Одобрям. С большой буквы. Потому что это — не глагол. Это больше чем действие. Это — название эпохи.
У людей был Ренессанс. У нас был Одобрям-с.
Он был всеобщим. Он торжествовал в балете и нефтеперегонке, при шитье пеленок и возложении венков. Отеческий Одобрям руководящих сливался с задорным Одобрямом руководимых.
Одобрям был выше чувств и отвергал формальную логику.
Высокие потолки — Одобрям.
Низкие потолки — Одобрям.
Больше удобрений — Одобрям. Меньше удобрений — больше Одобрям.
Все газеты и журналы из номера в номер публиковали одно и то же: «Дорогая редакция! С глубоким одобрением встретили мы…»
Издать Сыроежкина — Одобрям. Изъять Сыроежкина — бурно Одобрям.
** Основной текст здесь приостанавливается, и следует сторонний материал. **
//! Moteur de valorisation et de risque: banks, balances, comptes
//! Conversions shares -> tokens -> USD et métriques dérivées (health, TVL)

use rust_decimal::Decimal;
use rust_decimal::prelude::*;
use solana_sdk::pubkey::Pubkey;
use std::collections::HashMap;

use crate::oracle::{normalize_oracle_keys, OraclePrice, PriceBias};
use crate::state::{BankState, MarginfiAccountHeader, ASSET_TAG_STAKED};
use crate::types::{self, BankMetadata, BankMetadataMap};

/// Type de requirement pour une valorisation pondérée
#[derive(Debug, Clone, Copy, PartialEq, Eq)]
pub enum RequirementType {
    Initial,
    Maintenance,
    /// Poids de 1 des deux côtés (valorisation brute)
    Equity,
}

/// Résultat d'une résolution par élément pendant une agrégation batch.
/// Les éléments Dropped sont filtrés avec log, jamais remontés en erreur.
#[derive(Debug)]
pub enum Resolution<T> {
    Resolved(T),
    Dropped(&'static str),
}

impl<T> Resolution<T> {
    pub fn ok(self) -> Option<T> {
        match self {
            Resolution::Resolved(value) => Some(value),
            Resolution::Dropped(reason) => {
                log::debug!("élément écarté: {}", reason);
                None
            }
        }
    }
}

/// Bank décodée + adresse, unité de base du moteur de valorisation
#[derive(Debug, Clone)]
pub struct Bank {
    pub address: Pubkey,
    pub state: BankState,
}

impl Bank {
    pub fn new(address: Pubkey, state: BankState) -> Self {
        Self { address, state }
    }

    pub fn mint(&self) -> Pubkey {
        self.state.mint
    }

    fn scale(&self) -> Decimal {
        Decimal::from(10u64.pow(self.state.mint_decimals as u32))
    }

    /// Shares -> quantité en unités token (échange via asset share value)
    pub fn asset_quantity(&self, shares: Decimal) -> Decimal {
        shares * self.state.asset_share_value.to_decimal()
    }

    pub fn liability_quantity(&self, shares: Decimal) -> Decimal {
        shares * self.state.liability_share_value.to_decimal()
    }

    /// Quantité en unités d'affichage (divisée par 10^decimals)
    pub fn asset_quantity_ui(&self, shares: Decimal) -> Decimal {
        self.asset_quantity(shares) / self.scale()
    }

    pub fn liability_quantity_ui(&self, shares: Decimal) -> Decimal {
        self.liability_quantity(shares) / self.scale()
    }

    /// Poids asset effectif selon le requirement. Le poids initial est
    /// soft-cappé par total_asset_value_init_limit au prix courant.
    pub fn asset_weight(&self, requirement: RequirementType, price: &OraclePrice) -> Decimal {
        match requirement {
            RequirementType::Equity => Decimal::ONE,
            RequirementType::Maintenance => self.state.config.asset_weight_maint.to_decimal(),
            RequirementType::Initial => self.effective_asset_weight_init(price),
        }
    }

    pub fn liability_weight(&self, requirement: RequirementType) -> Decimal {
        match requirement {
            RequirementType::Equity => Decimal::ONE,
            RequirementType::Maintenance => self.state.config.liability_weight_maint.to_decimal(),
            RequirementType::Initial => self.state.config.liability_weight_init.to_decimal(),
        }
    }

    /// Poids asset initial au prix courant: scale down quand la limite USD
    /// totale est dépassée (courbe de discount marginfi)
    pub fn effective_asset_weight_init(&self, price: &OraclePrice) -> Decimal {
        let weight = self.state.config.asset_weight_init.to_decimal();
        let limit = Decimal::from(self.state.config.total_asset_value_init_limit);

        if limit.is_zero() {
            return weight;
        }

        let total_usd = self.asset_quantity_ui(self.state.total_asset_shares.to_decimal())
            * price.price(PriceBias::None);

        if total_usd > limit && !total_usd.is_zero() {
            weight * limit / total_usd
        } else {
            weight
        }
    }

    fn price_for(&self, price: &OraclePrice, requirement: RequirementType, bias: PriceBias) -> Decimal {
        // Equity lit le contexte realtime, les requirements pondérés le contexte weighted
        match requirement {
            RequirementType::Equity => price.price(bias),
            _ => price.price_weighted(bias),
        }
    }

    /// Valeur USD pondérée d'un montant de shares asset
    pub fn asset_usd_value(
        &self,
        price: &OraclePrice,
        shares: Decimal,
        requirement: RequirementType,
        bias: PriceBias,
    ) -> Decimal {
        let quantity = self.asset_quantity(shares);
        let weight = self.asset_weight(requirement, price);
        quantity * weight * self.price_for(price, requirement, bias) / self.scale()
    }

    pub fn liability_usd_value(
        &self,
        price: &OraclePrice,
        shares: Decimal,
        requirement: RequirementType,
        bias: PriceBias,
    ) -> Decimal {
        let quantity = self.liability_quantity(shares);
        let weight = self.liability_weight(requirement);
        quantity * weight * self.price_for(price, requirement, bias) / self.scale()
    }

    /// TVL = assets - liabilities au même prix, requirement Equity
    pub fn tvl(&self, price: &OraclePrice) -> Decimal {
        self.asset_usd_value(
            price,
            self.state.total_asset_shares.to_decimal(),
            RequirementType::Equity,
            PriceBias::None,
        ) - self.liability_usd_value(
            price,
            self.state.total_liability_shares.to_decimal(),
            RequirementType::Equity,
            PriceBias::None,
        )
    }

    /// Utilisation = liability shares / asset shares, 0 si dénominateur nul.
    /// Fraction dans [0,1] en conditions normales, pas de clamp.
    pub fn utilization(&self) -> Decimal {
        let assets = self.state.total_asset_shares.to_decimal();
        if assets.is_zero() {
            return Decimal::ZERO;
        }
        self.state.total_liability_shares.to_decimal() / assets
    }

    /// Classification du tag: le risk tier Isolated prime sur l'asset tag
    pub fn asset_tag_label(&self) -> &'static str {
        if self.state.config.risk_tier == crate::state::RiskTier::Isolated {
            "Isolated"
        } else if self.state.config.asset_tag == ASSET_TAG_STAKED {
            "Native Stake"
        } else {
            "Global"
        }
    }
}

/// Composantes de santé d'un compte (USD pondérés maintenance + biais)
#[derive(Debug, Clone)]
pub struct HealthComponents {
    pub assets: Decimal,
    pub liabilities: Decimal,
}

/// Composantes maintenance avec biais complet d'intervalle de confiance:
/// assets au prix bas, liabilities au prix haut. Une bank ou un prix
/// introuvable écarte la balance du calcul, pas le compte entier.
pub fn compute_health_components(
    header: &MarginfiAccountHeader,
    banks: &HashMap<Pubkey, Bank>,
    prices: &HashMap<Pubkey, OraclePrice>,
) -> HealthComponents {
    let mut assets = Decimal::ZERO;
    let mut liabilities = Decimal::ZERO;

    for balance in header.active_balances() {
        let (bank, price) = match (banks.get(&balance.bank_pk), prices.get(&balance.bank_pk)) {
            (Some(bank), Some(price)) => (bank, price),
            _ => continue,
        };

        assets += bank.asset_usd_value(
            price,
            balance.asset_shares.to_decimal(),
            RequirementType::Maintenance,
            PriceBias::Lowest,
        );
        liabilities += bank.liability_usd_value(
            price,
            balance.liability_shares.to_decimal(),
            RequirementType::Maintenance,
            PriceBias::Highest,
        );
    }

    HealthComponents { assets, liabilities }
}

/// Health factor normalisé dans (-inf, 1].
/// Composante assets nulle => exactement 1 (aucun collatéral pondéré =
/// compte traité comme sain au maximum; edge case documenté).
pub fn health_factor(components: &HealthComponents) -> f64 {
    if components.assets.is_zero() {
        return 1.0;
    }
    ((components.assets - components.liabilities) / components.assets)
        .to_f64()
        .unwrap_or(0.0)
}

/// Balance convertie en unités token + USD, avant passage en f64
struct ConvertedBalance {
    assets: Decimal,
    liabilities: Decimal,
    assets_usd: Decimal,
    liabilities_usd: Decimal,
    bank_address: Pubkey,
}

/// Agrège un compte décodé en Account API: health factor, balances
/// converties et triées, totaux USD accumulés en Decimal.
///
/// Dropped quand aucune balance ne survit au filtrage (banks inconnues ou
/// positions entièrement nulles): ces comptes ne sont pas exposés.
pub fn build_account(
    address: &Pubkey,
    header: &MarginfiAccountHeader,
    banks: &HashMap<Pubkey, Bank>,
    prices: &HashMap<Pubkey, OraclePrice>,
    metadata: &BankMetadataMap,
) -> Resolution<types::Account> {
    let components = compute_health_components(header, banks, prices);
    let health = health_factor(&components);

    let mut converted: Vec<ConvertedBalance> = Vec::new();

    for balance in header.active_balances() {
        let bank = match banks.get(&balance.bank_pk) {
            Some(bank) => bank,
            None => {
                log::debug!("balance écartée: bank {} introuvable", balance.bank_pk);
                continue;
            }
        };
        let price = match prices.get(&balance.bank_pk) {
            Some(price) => price,
            None => {
                log::debug!("balance écartée: pas de prix pour {}", balance.bank_pk);
                continue;
            }
        };

        let assets = bank.asset_quantity_ui(balance.asset_shares.to_decimal());
        let liabilities = bank.liability_quantity_ui(balance.liability_shares.to_decimal());

        // Filtrage des positions nulles, appliqué après conversion
        if assets.is_zero() && liabilities.is_zero() {
            continue;
        }

        converted.push(ConvertedBalance {
            assets,
            liabilities,
            assets_usd: bank.asset_usd_value(
                price,
                balance.asset_shares.to_decimal(),
                RequirementType::Equity,
                PriceBias::None,
            ),
            liabilities_usd: bank.liability_usd_value(
                price,
                balance.liability_shares.to_decimal(),
                RequirementType::Equity,
                PriceBias::None,
            ),
            bank_address: balance.bank_pk,
        });
    }

    if converted.is_empty() {
        return Resolution::Dropped("compte sans balance résolue");
    }

    // Accumulation en Decimal avant conversion f64 (pas de dérive flottante)
    let total_assets: Decimal = converted.iter().map(|b| b.assets_usd).sum();
    let total_liabilities: Decimal = converted.iter().map(|b| b.liabilities_usd).sum();
    let portfolio = total_assets - total_liabilities;

    let mut balances: Vec<types::Balance> = converted
        .into_iter()
        .map(|b| types::Balance {
            assets: to_f64(b.assets),
            liabilities: to_f64(b.liabilities),
            assets_usd: to_f64(b.assets_usd),
            liabilities_usd: to_f64(b.liabilities_usd),
            bank_address: b.bank_address.to_string(),
            bank_metadata: metadata.get(&b.bank_address.to_string()).cloned(),
        })
        .collect();

    // Tri: assetsUsd décroissant, égalités départagées par liabilitiesUsd décroissant
    balances.sort_by(|a, b| {
        b.assets_usd
            .partial_cmp(&a.assets_usd)
            .unwrap_or(std::cmp::Ordering::Equal)
            .then(
                b.liabilities_usd
                    .partial_cmp(&a.liabilities_usd)
                    .unwrap_or(std::cmp::Ordering::Equal),
            )
    });

    Resolution::Resolved(types::Account {
        address: address.to_string(),
        health_factor: health,
        total_assets_usd: to_f64(total_assets),
        total_liabilities_usd: to_f64(total_liabilities),
        portfolio_balance_usd: to_f64(portfolio),
        balances,
        pool: None,
        group: None,
        pnl: None,
        position_details: None,
    })
}

/// Construit le payload Bank API complet pour une bank + prix résolu
pub fn bank_payload(
    bank: &Bank,
    price: &OraclePrice,
    metadata: &BankMetadata,
    include_fees: bool,
) -> types::Bank {
    let state = &bank.state;

    let total_assets_usd = bank.asset_usd_value(
        price,
        state.total_asset_shares.to_decimal(),
        RequirementType::Equity,
        PriceBias::None,
    );
    let total_liabilities_usd = bank.liability_usd_value(
        price,
        state.total_liability_shares.to_decimal(),
        RequirementType::Equity,
        PriceBias::None,
    );
    let tvl = bank.tvl(price);

    // Fallback 0 quand le poids effectif est nul (courbe de discount)
    let asset_weight = to_f64(bank.effective_asset_weight_init(price));

    // Convention réciproque: liabilityWeightInit 1.25 => 0.8 exposé
    let liability_weight_init = state.config.liability_weight_init.to_decimal();
    let liability_weight = if liability_weight_init.is_zero() {
        0.0
    } else {
        to_f64(Decimal::ONE / liability_weight_init)
    };

    let oracle_keys = normalize_oracle_keys(state.config.oracle_setup, &state.config.oracle_keys);

    let fees = include_fees.then(|| {
        let rates = &state.config.interest_rate_config;
        types::BankFees {
            insurance_fee_fixed_apr: to_f64(rates.insurance_fee_fixed_apr.to_decimal()),
            insurance_ir_fee: to_f64(rates.insurance_ir_fee.to_decimal()),
            protocol_fixed_fee_apr: to_f64(rates.protocol_fixed_fee_apr.to_decimal()),
            protocol_ir_fee: to_f64(rates.protocol_ir_fee.to_decimal()),
            protocol_origination_fee: to_f64(rates.protocol_origination_fee.to_decimal()),
        }
    });

    types::Bank {
        address: bank.address.to_string(),
        token_address: metadata.token_address.clone(),
        token_symbol: metadata.token_symbol.clone(),
        total_assets_usd: to_f64(total_assets_usd),
        total_liabilities_usd: to_f64(total_liabilities_usd),
        tvl: to_f64(tvl),
        config: types::BankConfigInfo {
            asset_tag: bank.asset_tag_label().to_string(),
            asset_weight,
            liability_weight,
            borrow_limit: state.config.borrow_limit as f64,
            deposit_limit: state.config.deposit_limit as f64,
            operational_state: state.config.operational_state.as_str().to_string(),
            risk_tier: state.config.risk_tier.as_str().to_string(),
            oracle_keys: oracle_keys.iter().map(|k| k.to_string()).collect(),
            oracle_max_age: state.config.oracle_max_age,
            oracle_setup: state.config.oracle_setup.as_str().to_string(),
            utilization: to_f64(bank.utilization()),
            fees,
        },
    }
}

fn to_f64(value: Decimal) -> f64 {
    value.to_f64().unwrap_or(0.0)
}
Главным в нашем Одобряме было его единогласие и единодушие — причем в обстановке полного единства!
Вопрос «Кто воздержался?» вызывал улыбки. Вопрос «Кто против?» считался чем-то из английского юмора. Реакция на вопрос: «Кто за?» — была похожа на выполнение команды «Руки вверх!»
Снести церковь — Одобрям! Снести тех, кто ее снес, — сердечно Одобрям! Реставрировать и тех и других — Одобрям посмертно!..
Периодически Одобрям ударялся в свою диалектическую противоположность и тогда назывался Осуждам.
Тогда:
— Мы, намотчики…
— Мы, наладчики…
— Мы, профессора…
— Мы, шеф-повара…
— С гневом и негодованием…
— Решительно и сурово…
Узкие брюки — Осуждам. Длинные волосы — Осуждам. Того поэта не читали, но возмущены. Этого химика в глаза не видели, но как он мог?!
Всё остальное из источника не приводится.